The One, Big, Beautiful Bill restores flexibility, gives states the ability to more precisely capture changes and ensures accuracy in state Medicaid programs. States should immediately implement more frequent eligibility checks and take additional steps to ensure program integrity.

The Bottom Line: CMS should allow states to conduct more frequent eligibility checks for all Medicaid enrollees.

Medicaid enrollment and costs have skyrocketed. As the program has grown, so have waste, fraud, and abuse. Every dollar spent improperly is a dollar that could have gone to the truly needy. The One, Big, Beautiful Bill made significant progress toward restoring program integrity in Medicaid by reversing the problematic Biden-era streamlining rule and requiring states to redetermine eligibility more frequently for the expansion population.

States should have the flexibility to redetermine eligibility more frequently for all Medicaid enrollees. To ensure that the whole program receives similar program integrity measures, CMS should undo the Obama-era restrictions that restrict more frequent eligibility checks for all Medicaid participants. States should verify eligibility of able-bodied adults before enrollment and at semiannual redeterminations. States should also use available data sources to cross-check eligibility. By cross-checking wage and tax records, states can ensure their program dollars are going to those who are eligible. Moreover, when state Medicaid agencies receive information indicating a change in circumstances, they should redetermine eligibility.
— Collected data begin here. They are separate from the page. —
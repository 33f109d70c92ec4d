// This Source Code Form is subject to the terms of the Mozilla Public
// License, v. 2.0. If a copy of the MPL was not distributed with this
// file, You can obtain one at https://mozilla.org/MPL/2.0/.

//! Error types for the placement command.

use mep_lite_model::ElementId;
use thiserror::Error;

/// Result type alias for placement operations.
pub type Result<T> = std::result::Result<T, Error>;

/// The three fatal precondition misses of the placement command. Each
/// maps to a fixed user-facing message and a `Cancelled` outcome.
#[derive(Debug, Clone, Copy, PartialEq, Eq)]
pub enum Precondition {
    MepDocumentNotFound,
    HoleFamilyNotFound,
    View3dNotFound,
}

impl Precondition {
    /// The fixed dialog message for this precondition.
    pub fn message(&self) -> &'static str {
        match self {
            Precondition::MepDocumentNotFound => "MEP document not found",
            Precondition::HoleFamilyNotFound => "Hole family not found",
            Precondition::View3dNotFound => "3D view not found",
        }
    }
}

/// Errors that can occur while running the placement command.
#[derive(Debug, Error)]
pub enum Error {
    #[error("{}", .0.message())]
    Precondition(Precondition),

    /// A duct or pipe has a zero-length centerline. The model stores
    /// straight segments only, so this is the one way a centerline can
    /// be unusable for casting.
    #[error("degenerate centerline on element {element:?}")]
    DegenerateCenterline { element: ElementId },

    /// An intersected wall is owned by a linked document and cannot
    /// host an opening in the active one.
    #[error("wall {element:?} is owned by a linked document and cannot host an opening")]
    LinkedWallHost { element: ElementId },

    #[error("document model error: {0}")]
    Model(#[from] mep_lite_model::Error),

    #[error("geometry error: {0}")]
    Geometry(#[from] mep_lite_geometry::Error),
}
// This Source Code Form is subject to the terms of the Mozilla Public
// License, v. 2.0. If a copy of the MPL was not distributed with this
// file, You can obtain one at https://mozilla.org/MPL/2.0/.

//! MEP-Lite Geometry
//!
//! Ray casting of MEP centerlines against wall solids, with the two
//! pieces of logic the placement command owns outright: proximity
//! clipping to the source element's length and deduplication of raw
//! hits by `(link, element)` identity.

pub mod error;
pub mod intersector;
pub mod mesh;
pub mod ray;

// Re-export nalgebra types for convenience
pub use nalgebra::{Point3, Unit, Vector3};

pub use error::{Error, Result};
pub use intersector::{clip_to_length, dedup_by_reference, RayHit, ReferenceIntersector};
pub use mesh::{wall_solid, Mesh};
pub use ray::Ray;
The One, Big, Beautiful Bill brings historic and much-needed reform to Medicaid. More frequent eligibility redeterminations will curb the unsustainable improper spending, which was on track to exceed $1 trillion over the next decade before the new law was signed. CMS should extend the same program integrity reforms to all of Medicaid by undoing the Obama-era rule that stands between states and sweeping program integrity.